Record set: Begin
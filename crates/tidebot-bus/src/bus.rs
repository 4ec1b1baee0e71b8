//! Message bus: inbound/outbound queues plus outbound subscriber fan-out.
//!
//! ```text
//! Channel adapter ──publish_inbound──▶ [inbound] ──consume_inbound──▶ Agent
//! Agent ──publish_outbound──▶ [outbound] ──dispatch loop──▶ subscribers[channel]
//! ```

use std::collections::HashMap;
use std::future::Future;
use std::sync::Arc;
use std::sync::atomic::{AtomicBool, Ordering};
use std::time::Duration;

use futures::future::BoxFuture;
use tokio::sync::RwLock;
use tracing::{debug, error, info, warn};

use tidebot_types::{InboundMessage, OutboundMessage};

use crate::queue::AsyncQueue;

/// Async outbound subscriber.
pub type OutboundHandler =
    Arc<dyn Fn(OutboundMessage) -> BoxFuture<'static, anyhow::Result<()>> + Send + Sync>;

/// Wrap an async closure as an [`OutboundHandler`].
pub fn outbound_handler<F, Fut>(f: F) -> OutboundHandler
where
    F: Fn(OutboundMessage) -> Fut + Send + Sync + 'static,
    Fut: Future<Output = anyhow::Result<()>> + Send + 'static,
{
    Arc::new(move |msg| -> BoxFuture<'static, anyhow::Result<()>> { Box::pin(f(msg)) })
}

/// How often the dispatch loop wakes up to check for a stop request when idle.
const DEFAULT_DISPATCH_POLL: Duration = Duration::from_secs(1);

/// Decouples chat channels from the agent.
///
/// The two queues share no state: a backlog on one never delays the other.
pub struct MessageBus {
    inbound: AsyncQueue<InboundMessage>,
    outbound: AsyncQueue<OutboundMessage>,
    subscribers: RwLock<HashMap<String, Vec<OutboundHandler>>>,
    running: AtomicBool,
    dispatch_poll: Duration,
}

impl MessageBus {
    pub fn new() -> Self {
        Self {
            inbound: AsyncQueue::new(),
            outbound: AsyncQueue::new(),
            subscribers: RwLock::new(HashMap::new()),
            running: AtomicBool::new(false),
            dispatch_poll: DEFAULT_DISPATCH_POLL,
        }
    }

    /// Override how long the dispatch loop waits for an item before it
    /// re-checks the running flag.
    pub fn with_dispatch_poll(mut self, poll: Duration) -> Self {
        self.dispatch_poll = poll;
        self
    }

    // ─── Inbound ────────────────────────────────────────────

    /// Publish a message from a channel to the agent.
    pub fn publish_inbound(&self, msg: InboundMessage) {
        debug!(channel = %msg.channel, chat_id = %msg.chat_id, "Inbound message queued");
        self.inbound.push(msg);
    }

    /// Wait for the next inbound message.
    pub async fn consume_inbound(&self) -> InboundMessage {
        self.inbound.pop().await
    }

    /// Wait up to `timeout` for the next inbound message.
    pub async fn consume_inbound_timeout(&self, timeout: Duration) -> Option<InboundMessage> {
        self.inbound.pop_timeout(timeout).await
    }

    pub fn inbound_size(&self) -> usize {
        self.inbound.len()
    }

    // ─── Outbound ───────────────────────────────────────────

    /// Publish a response from the agent to a channel.
    pub fn publish_outbound(&self, msg: OutboundMessage) {
        debug!(channel = %msg.channel, chat_id = %msg.chat_id, "Outbound message queued");
        self.outbound.push(msg);
    }

    /// Wait for the next outbound message.
    pub async fn consume_outbound(&self) -> OutboundMessage {
        self.outbound.pop().await
    }

    /// Wait up to `timeout` for the next outbound message.
    pub async fn consume_outbound_timeout(&self, timeout: Duration) -> Option<OutboundMessage> {
        self.outbound.pop_timeout(timeout).await
    }

    pub fn outbound_size(&self) -> usize {
        self.outbound.len()
    }

    // ─── Subscribers ────────────────────────────────────────

    /// Register a handler for outbound messages addressed to `channel`.
    pub async fn subscribe_outbound(&self, channel: &str, handler: OutboundHandler) {
        let mut subscribers = self.subscribers.write().await;
        subscribers
            .entry(channel.to_string())
            .or_default()
            .push(handler);
    }

    /// Drop every handler registered for `channel`. Returns how many were removed.
    pub async fn unsubscribe_outbound(&self, channel: &str) -> usize {
        self.subscribers
            .write()
            .await
            .remove(channel)
            .map_or(0, |handlers| handlers.len())
    }

    // ─── Dispatch ───────────────────────────────────────────

    /// Run the outbound dispatch loop until [`stop`](Self::stop) is called.
    ///
    /// Should be spawned as a background task.
    pub async fn dispatch_outbound(self: Arc<Self>) {
        self.running.store(true, Ordering::SeqCst);
        info!("Outbound dispatcher started");

        while self.running.load(Ordering::SeqCst) {
            if let Some(msg) = self.consume_outbound_timeout(self.dispatch_poll).await {
                self.deliver(msg).await;
            }
        }

        info!("Outbound dispatcher stopped");
    }

    /// Fan one message out to every subscriber of its channel.
    ///
    /// Each handler runs as its own task so that an error or a panic in one
    /// subscriber is logged and the remaining subscribers still receive it.
    async fn deliver(&self, msg: OutboundMessage) {
        let handlers = {
            let subscribers = self.subscribers.read().await;
            match subscribers.get(&msg.channel) {
                Some(list) => list.clone(),
                None => {
                    debug!(channel = %msg.channel, "No subscribers, dropping outbound message");
                    return;
                }
            }
        };

        for handler in handlers {
            let channel = msg.channel.clone();
            let msg = msg.clone();
            // The handler is called inside the task too: a panic while it
            // builds its future must not unwind the dispatch loop.
            match tokio::spawn(async move { handler(msg).await }).await {
                Ok(Ok(())) => {}
                Ok(Err(e)) => warn!(%channel, "Outbound subscriber failed: {e:#}"),
                Err(e) => error!(%channel, "Outbound subscriber panicked: {e}"),
            }
        }
    }

    /// Ask the dispatch loop to exit after its current wait.
    ///
    /// Queued messages are left in place.
    pub fn stop(&self) {
        self.running.store(false, Ordering::SeqCst);
    }

    pub fn is_running(&self) -> bool {
        self.running.load(Ordering::SeqCst)
    }
}

impl Default for MessageBus {
    fn default() -> Self {
        Self::new()
    }
}

#[cfg(test)]
mod tests {
    use super::*;
    use std::sync::atomic::AtomicU32;
    use tokio::sync::Mutex;

    fn recording_handler(log: Arc<Mutex<Vec<String>>>) -> OutboundHandler {
        outbound_handler(move |msg: OutboundMessage| {
            let log = log.clone();
            async move {
                log.lock().await.push(msg.content);
                Ok(())
            }
        })
    }

    fn fast_bus() -> Arc<MessageBus> {
        Arc::new(MessageBus::new().with_dispatch_poll(Duration::from_millis(20)))
    }

    #[tokio::test]
    async fn test_inbound_round_trip() {
        let bus = MessageBus::new();
        bus.publish_inbound(InboundMessage::new("cli", "user", "direct", "first"));
        bus.publish_inbound(InboundMessage::new("cli", "user", "direct", "second"));
        assert_eq!(bus.inbound_size(), 2);

        assert_eq!(bus.consume_inbound().await.content, "first");
        assert_eq!(bus.consume_inbound().await.content, "second");
        assert_eq!(bus.inbound_size(), 0);
    }

    #[tokio::test]
    async fn test_queues_are_independent() {
        let bus = MessageBus::new();
        bus.publish_outbound(OutboundMessage::new("cli", "direct", "out"));
        assert!(
            bus.consume_inbound_timeout(Duration::from_millis(20))
                .await
                .is_none()
        );
        assert_eq!(bus.outbound_size(), 1);
    }

    #[tokio::test]
    async fn test_dispatch_routes_by_channel() {
        let bus = fast_bus();
        let cli_log = Arc::new(Mutex::new(Vec::new()));
        let tg_log = Arc::new(Mutex::new(Vec::new()));
        bus.subscribe_outbound("cli", recording_handler(cli_log.clone()))
            .await;
        bus.subscribe_outbound("telegram", recording_handler(tg_log.clone()))
            .await;

        let dispatcher = tokio::spawn(bus.clone().dispatch_outbound());
        bus.publish_outbound(OutboundMessage::new("cli", "direct", "a"));
        bus.publish_outbound(OutboundMessage::new("telegram", "42", "b"));
        bus.publish_outbound(OutboundMessage::new("cli", "direct", "c"));
        bus.publish_outbound(OutboundMessage::new("nobody", "x", "dropped"));

        tokio::time::sleep(Duration::from_millis(100)).await;
        bus.stop();
        dispatcher.await.unwrap();

        assert_eq!(*cli_log.lock().await, vec!["a", "c"]);
        assert_eq!(*tg_log.lock().await, vec!["b"]);
        assert_eq!(bus.outbound_size(), 0);
    }

    #[tokio::test]
    async fn test_failing_subscriber_does_not_block_others() {
        let bus = fast_bus();
        let calls = Arc::new(AtomicU32::new(0));

        bus.subscribe_outbound(
            "cli",
            outbound_handler(|_msg| async { Err::<(), _>(anyhow::anyhow!("boom")) }),
        )
        .await;
        bus.subscribe_outbound(
            "cli",
            outbound_handler(|msg: OutboundMessage| async move {
                if msg.content.is_empty() {
                    return Ok::<(), anyhow::Error>(());
                }
                panic!("subscriber panic")
            }),
        )
        .await;
        let c = calls.clone();
        bus.subscribe_outbound(
            "cli",
            outbound_handler(move |_msg| {
                let c = c.clone();
                async move {
                    c.fetch_add(1, Ordering::SeqCst);
                    Ok(())
                }
            }),
        )
        .await;

        let dispatcher = tokio::spawn(bus.clone().dispatch_outbound());
        bus.publish_outbound(OutboundMessage::new("cli", "direct", "one"));
        bus.publish_outbound(OutboundMessage::new("cli", "direct", "two"));

        tokio::time::sleep(Duration::from_millis(100)).await;
        assert!(bus.is_running());
        bus.stop();
        dispatcher.await.unwrap();

        assert_eq!(calls.load(Ordering::SeqCst), 2);
    }

    #[tokio::test]
    async fn test_subscriber_panicking_before_its_future_keeps_dispatching() {
        let bus = fast_bus();
        let calls = Arc::new(AtomicU32::new(0));

        let eager: OutboundHandler =
            Arc::new(|_msg: OutboundMessage| -> BoxFuture<'static, anyhow::Result<()>> {
                panic!("handler failed to start")
            });
        bus.subscribe_outbound("cli", eager).await;
        let c = calls.clone();
        bus.subscribe_outbound(
            "cli",
            outbound_handler(move |_msg| {
                let c = c.clone();
                async move {
                    c.fetch_add(1, Ordering::SeqCst);
                    Ok(())
                }
            }),
        )
        .await;

        let dispatcher = tokio::spawn(bus.clone().dispatch_outbound());
        bus.publish_outbound(OutboundMessage::new("cli", "direct", "one"));
        tokio::time::sleep(Duration::from_millis(100)).await;
        assert!(!dispatcher.is_finished());
        assert_eq!(calls.load(Ordering::SeqCst), 1);

        bus.publish_outbound(OutboundMessage::new("cli", "direct", "two"));
        tokio::time::sleep(Duration::from_millis(100)).await;
        assert_eq!(calls.load(Ordering::SeqCst), 2);
        assert_eq!(bus.outbound_size(), 0);

        bus.stop();
        assert!(dispatcher.await.is_ok());
    }

    #[tokio::test]
    async fn test_stop_leaves_queue_untouched() {
        let bus = fast_bus();
        let dispatcher = tokio::spawn(bus.clone().dispatch_outbound());
        tokio::time::sleep(Duration::from_millis(30)).await;
        bus.stop();
        tokio::time::timeout(Duration::from_secs(1), dispatcher)
            .await
            .expect("dispatcher should exit promptly")
            .unwrap();

        bus.publish_outbound(OutboundMessage::new("cli", "direct", "late"));
        assert_eq!(bus.outbound_size(), 1);
        assert!(!bus.is_running());
    }

    #[tokio::test]
    async fn test_unsubscribe() {
        let bus = MessageBus::new();
        let log = Arc::new(Mutex::new(Vec::new()));
        bus.subscribe_outbound("cli", recording_handler(log.clone()))
            .await;
        bus.subscribe_outbound("cli", recording_handler(log)).await;
        assert_eq!(bus.unsubscribe_outbound("cli").await, 2);
        assert_eq!(bus.unsubscribe_outbound("cli").await, 0);
    }
}
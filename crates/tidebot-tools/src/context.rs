//! Per-call tool context.

use tidebot_types::{CLI_CHANNEL, DIRECT_CHAT_ID, InboundMessage};

/// Where the current turn came from.
///
/// Tools that talk back to the user (`message`, `spawn`, `cron`) use it as
/// the default destination.
#[derive(Debug, Clone, PartialEq, Eq)]
pub struct ToolContext {
    pub channel: String,
    pub chat_id: String,
}

impl ToolContext {
    pub fn new(channel: impl Into<String>, chat_id: impl Into<String>) -> Self {
        Self {
            channel: channel.into(),
            chat_id: chat_id.into(),
        }
    }

    pub fn from_inbound(msg: &InboundMessage) -> Self {
        Self::new(&msg.channel, &msg.chat_id)
    }

    pub fn session_key(&self) -> String {
        format!("{}:{}", self.channel, self.chat_id)
    }
}

impl Default for ToolContext {
    fn default() -> Self {
        Self::new(CLI_CHANNEL, DIRECT_CHAT_ID)
    }
}
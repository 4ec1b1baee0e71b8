//! Tool trait and registry.

use std::collections::HashMap;
use std::sync::Arc;

use async_trait::async_trait;
use serde::{Deserialize, Serialize};
use serde_json::Value;
use tokio_util::sync::CancellationToken;
use tracing::{debug, warn};

use crate::ToolError;
use crate::context::ToolContext;

/// Function schema advertised to the model.
#[derive(Debug, Clone, PartialEq, Serialize, Deserialize)]
pub struct ToolDefinition {
    pub name: String,
    pub description: String,
    /// JSON Schema for the arguments object.
    pub parameters: Value,
}

#[async_trait]
pub trait Tool: Send + Sync {
    fn name(&self) -> &str;

    fn definition(&self) -> &ToolDefinition;

    /// Run the tool. The returned text is fed back to the model verbatim.
    async fn execute(
        &self,
        params: Value,
        ctx: &ToolContext,
        cancel: CancellationToken,
    ) -> Result<String, ToolError>;
}

/// Tools available to one agent loop, keyed by name.
#[derive(Clone, Default)]
pub struct ToolRegistry {
    tools: HashMap<String, Arc<dyn Tool>>,
}

impl ToolRegistry {
    pub fn new() -> Self {
        Self::default()
    }

    /// Register a tool, replacing any tool with the same name.
    pub fn register(&mut self, tool: Arc<dyn Tool>) {
        let name = tool.name().to_string();
        if self.tools.insert(name.clone(), tool).is_some() {
            debug!(tool = %name, "Replaced tool");
        }
    }

    pub fn get(&self, name: &str) -> Option<Arc<dyn Tool>> {
        self.tools.get(name).cloned()
    }

    pub fn contains(&self, name: &str) -> bool {
        self.tools.contains_key(name)
    }

    pub fn len(&self) -> usize {
        self.tools.len()
    }

    pub fn is_empty(&self) -> bool {
        self.tools.is_empty()
    }

    /// Sorted tool names.
    pub fn names(&self) -> Vec<String> {
        let mut names: Vec<String> = self.tools.keys().cloned().collect();
        names.sort();
        names
    }

    /// Definitions in name order, for the LLM request.
    pub fn definitions(&self) -> Vec<ToolDefinition> {
        self.names()
            .iter()
            .filter_map(|name| self.tools.get(name))
            .map(|tool| tool.definition().clone())
            .collect()
    }

    /// Execute a tool by name, rendering any failure as text so the model can
    /// react to it.
    pub async fn execute(
        &self,
        name: &str,
        params: Value,
        ctx: &ToolContext,
        cancel: CancellationToken,
    ) -> String {
        let Some(tool) = self.get(name) else {
            warn!(tool = %name, "Model called an unknown tool");
            return format!("Error: tool '{name}' not found");
        };

        match tool.execute(params, ctx, cancel).await {
            Ok(output) => output,
            Err(e) => {
                debug!(tool = %name, error = %e, "Tool failed");
                format!("Error: {e}")
            }
        }
    }
}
Record set: End
:: Problem to solve ::
Your reply must contain exactly the lines from the first line of the data through the line holding "to the agent.", and nothing more.

:: Task solution ::
filename crates/tidebot-bus/src/bus.rs
repository 4ec1b1baee0e71b8
//! Message bus: inbound/outbound queues plus outbound subscriber fan-out.
//!
//! ```text
//! Channel adapter ──publish_inbound──▶ [inbound] ──consume_inbound──▶ Agent
//! Agent ──publish_outbound──▶ [outbound] ──dispatch loop──▶ subscribers[channel]
//! ```

use std::collections::HashMap;
use std::future::Future;
use std::sync::Arc;
use std::sync::atomic::{AtomicBool, Ordering};
use std::time::Duration;

use futures::future::BoxFuture;
use tokio::sync::RwLock;
use tracing::{debug, error, info, warn};

use tidebot_types::{InboundMessage, OutboundMessage};

use crate::queue::AsyncQueue;

/// Async outbound subscriber.
pub type OutboundHandler =
    Arc<dyn Fn(OutboundMessage) -> BoxFuture<'static, anyhow::Result<()>> + Send + Sync>;

/// Wrap an async closure as an [`OutboundHandler`].
pub fn outbound_handler<F, Fut>(f: F) -> OutboundHandler
where
    F: Fn(OutboundMessage) -> Fut + Send + Sync + 'static,
    Fut: Future<Output = anyhow::Result<()>> + Send + 'static,
{
    Arc::new(move |msg| -> BoxFuture<'static, anyhow::Result<()>> { Box::pin(f(msg)) })
}

/// How often the dispatch loop wakes up to check for a stop request when idle.
const DEFAULT_DISPATCH_POLL: Duration = Duration::from_secs(1);

/// Decouples chat channels from the agent.
///
/// The two queues share no state: a backlog on one never delays the other.
pub struct MessageBus {
    inbound: AsyncQueue<InboundMessage>,
    outbound: AsyncQueue<OutboundMessage>,
    subscribers: RwLock<HashMap<String, Vec<OutboundHandler>>>,
    running: AtomicBool,
    dispatch_poll: Duration,
}

impl MessageBus {
    pub fn new() -> Self {
        Self {
            inbound: AsyncQueue::new(),
            outbound: AsyncQueue::new(),
            subscribers: RwLock::new(HashMap::new()),
            running: AtomicBool::new(false),
            dispatch_poll: DEFAULT_DISPATCH_POLL,
        }
    }

    /// Override how long the dispatch loop waits for an item before it
    /// re-checks the running flag.
    pub fn with_dispatch_poll(mut self, poll: Duration) -> Self {
        self.dispatch_poll = poll;
        self
    }

    // ─── Inbound ────────────────────────────────────────────

    /// Publish a message from a channel to the agent.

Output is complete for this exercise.